== What you should do ==
This exercise calls for every line of the listing below that contains the word "children".

== Input material ==
━━━━━━━━━━
//! Recursive-descent builder for the generic [`Element`] tree.
//!
//! Grammar:
//!
//! ```text
//! element : KEYWORD open child (',' child)* close
//! child   : element | STRING | NUMBER | KEYWORD
//! ```
//!
//! Either bracket pair may open an element, but it must be closed by its own
//! counterpart.

use crate::element::{Child, Element};
use crate::error::{Error, Result};
use crate::lexer::Lexer;
use crate::symbols::Symbols;
use crate::token::{Token, TokenType};

const MAX_RECURSION_DEPTH: usize = 200;

/// Per-call parse state: the token cursor over one input string.
pub struct TreeBuilder {
    lexer: Lexer,
    current_token: Token,
    recursion_depth: usize,
}

impl TreeBuilder {
    pub fn new(input: &str, symbols: Symbols) -> Self {
        let mut lexer = Lexer::with_symbols(input, symbols);
        let current_token = lexer.next_token();
        Self {
            lexer,
            current_token,
            recursion_depth: 0,
        }
    }

    /// Parse `input` into a single root element.
    pub fn parse(input: &str, symbols: Symbols) -> Result<Element> {
        TreeBuilder::new(input, symbols).parse_root()
    }

    /// Parse the root element and require the input to end after it.
    pub fn parse_root(mut self) -> Result<Element> {
        self.check_lexical()?;
        if self.current_token.token_type != TokenType::Keyword {
            return Err(self.unexpected("keyword"));
        }
        let keyword = self.current_token.clone();
        self.advance();
        let root = self.parse_element(keyword)?;

        self.check_lexical()?;
        match self.current_token.token_type {
            TokenType::Eof => Ok(root),
            TokenType::CloseBracket => Err(Error::Lexical {
                message: format!(
                    "Unbalanced brackets: unexpected '{}' after {}",
                    self.current_token.value, root.keyword
                ),
                position: self.current_token.position,
            }),
            _ => Err(self.unexpected("end of input")),
        }
    }

    fn advance(&mut self) {
        self.current_token = self.lexer.next_token();
    }

    fn check_lexical(&self) -> Result<()> {
        if self.current_token.token_type == TokenType::Error {
            return Err(Error::Lexical {
                message: self.current_token.value.clone(),
                position: self.current_token.position,
            });
        }
        Ok(())
    }

    fn unexpected(&self, expected: &str) -> Error {
        let found = match self.current_token.token_type {
            TokenType::Eof => "end of input".to_string(),
            TokenType::StringLiteral => format!("\"{}\"", self.current_token.value),
            _ => self.current_token.value.clone(),
        };
        Error::unexpected(expected, found, self.current_token.position)
    }

    /// Expect a specific token type and advance
    fn expect(&mut self, token_type: TokenType, expected: &str) -> Result<Token> {
        self.check_lexical()?;
        if self.current_token.token_type != token_type {
            return Err(self.unexpected(expected));
        }
        let token = self.current_token.clone();
        self.advance();
        Ok(token)
    }

    fn check_recursion_depth(&mut self) -> Result<()> {
        self.recursion_depth += 1;
        if self.recursion_depth > MAX_RECURSION_DEPTH {
            return Err(Error::Lexical {
                message: format!(
                    "Elements too deeply nested (max depth: {})",
                    MAX_RECURSION_DEPTH
                ),
                position: self.current_token.position,
            });
        }
        Ok(())
    }

    /// Parse the bracketed body of the element named by `keyword`.
    fn parse_element(&mut self, keyword: Token) -> Result<Element> {
        self.check_recursion_depth()?;

        let open = self.expect(TokenType::OpenBracket, "opening bracket")?;
        let close = open
            .value
            .chars()
            .next()
            .and_then(|c| self.lexer.symbols().closing_for(c))
            .unwrap_or(self.lexer.symbols().close);

        let mut element = Element::new(keyword.value, keyword.position);
        if self.current_token.token_type != TokenType::CloseBracket {
            loop {
                let child = self.parse_child()?;
                element.children.push(child);

                self.check_lexical()?;
                match self.current_token.token_type {
                    TokenType::Comma => self.advance(),
                    TokenType::CloseBracket => break,
                    TokenType::Eof => {
                        return Err(Error::Lexical {
                            message: format!(
                                "Unbalanced brackets: {} opened at offset {} is never closed",
                                element.keyword, element.position
                            ),
                            position: self.current_token.position,
                        })
                    }
                    _ => return Err(self.unexpected("',' or closing bracket")),
                }
            }
        }

        let found = self.current_token.value.chars().next();
        if found != Some(close) {
            return Err(Error::Lexical {
                message: format!(
                    "Mismatched brackets: {} opened with '{}' but closed with '{}'",
                    element.keyword,
                    open.value,
                    self.current_token.value
                ),
                position: self.current_token.position,
            });
        }
        element.end = self.current_token.position;
        self.advance();

        self.recursion_depth -= 1;
        Ok(element)
    }

    fn parse_child(&mut self) -> Result<Child> {
        self.check_lexical()?;
        let token = self.current_token.clone();
        match token.token_type {
            TokenType::Keyword => {
                self.advance();
                if self.current_token.token_type == TokenType::OpenBracket {
                    Ok(Child::Element(self.parse_element(token)?))
                } else {
                    Ok(Child::Enumeration {
                        value: token.value,
                        position: token.position,
                    })
                }
            }
            TokenType::StringLiteral => {
                self.advance();
                Ok(Child::Text {
                    value: token.value,
                    position: token.position,
                })
            }
            TokenType::NumberLiteral => {
                self.advance();
                let value = token
                    .value
                    .parse::<f64>()
                    .ok()
                    .filter(|v| v.is_finite())
                    .ok_or_else(|| Error::Lexical {
                        message: format!("Invalid number literal '{}'", token.value),
                        position: token.position,
                    })?;
                Ok(Child::Number {
                    value,
                    raw: token.value,
                    position: token.position,
                })
            }
            TokenType::Eof => Err(Error::Lexical {
                message: "Unbalanced brackets: input ends inside an element".to_string(),
                position: token.position,
            }),
            _ => Err(self.unexpected("element, string or number")),
        }
    }
}

#[cfg(test)]
mod tests {
    use super::*;

    fn parse(input: &str) -> Result<Element> {
        TreeBuilder::parse(input, Symbols::DEFAULT)
    }

    #[test]
    fn test_nested_elements() {
        let root = parse(r#"PRIMEM["Greenwich", 0.0, AUTHORITY["EPSG", "8901"]]"#).unwrap();
        assert_eq!(root.keyword, "PRIMEM");
        assert_eq!(root.children.len(), 3);
        match &root.children[2] {
            Child::Element(e) => assert!(e.is("AUTHORITY")),
            other => panic!("expected element, got {:?}", other),
        }
    }

    #[test]
    fn test_enumeration_child() {
        let root = parse(r#"AXIS["Lat", NORTH]"#).unwrap();
        assert!(matches!(
            &root.children[1],
            Child::Enumeration { value, .. } if value == "NORTH"
        ));
    }

    #[test]
    fn test_alternate_brackets() {
        let root = parse(r#"UNIT("metre", 1)"#).unwrap();
        assert_eq!(root.children.len(), 2);
        assert!(matches!(parse(r#"UNIT("metre", 1]"#), Err(Error::Lexical { .. })));
    }

    #[test]
    fn test_number_keeps_raw_text() {
        let root = parse("TOWGS84[4.84813681109536e-06, -0.0]").unwrap();
        match &root.children[0] {
            Child::Number { value, raw, .. } => {
                assert_eq!(raw, "4.84813681109536e-06");
                assert_eq!(*value, 4.84813681109536e-06);
            }
            other => panic!("expected number, got {:?}", other),
        }
    }

    #[test]
    fn test_overflowing_number_rejected() {
        let err = parse("TOWGS84[1e999, 0, 0]").unwrap_err();
        assert!(matches!(err, Error::Lexical { ref message, position: 8 } if message.contains("1e999")));
        assert!(parse("TOWGS84[-1e400]").is_err());
        assert!(parse("TOWGS84[1e308]").is_ok());
    }

    #[test]
    fn test_unbalanced_brackets() {
        assert!(matches!(parse(r#"GEOGCS["x""#), Err(Error::Lexical { .. })));
        assert!(matches!(parse(r#"GEOGCS["x"]]"#), Err(Error::Lexical { .. })));
        assert!(matches!(parse(r#"GEOGCS["x" "y"]"#), Err(Error::UnexpectedToken { .. })));
    }

    #[test]
    fn test_trailing_input_rejected() {
        let err = parse(r#"UNIT["m", 1] UNIT["m", 1]"#).unwrap_err();
        assert_eq!(err.position(), Some(13));
    }

    #[test]
    fn test_depth_limit() {
        let deep = format!("{}1{}", "A[".repeat(250), "]".repeat(250));
        assert!(parse(&deep).is_err());
        let fine = format!("{}1{}", "A[".repeat(50), "]".repeat(50));
        assert!(parse(&fine).is_ok());
    }
}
━━━━━━━━━━
== Solution to the problem ==
                element.children.push(child);
        assert_eq!(root.children.len(), 3);
        match &root.children[2] {
            &root.children[1],
        assert_eq!(root.children.len(), 2);
        match &root.children[0] {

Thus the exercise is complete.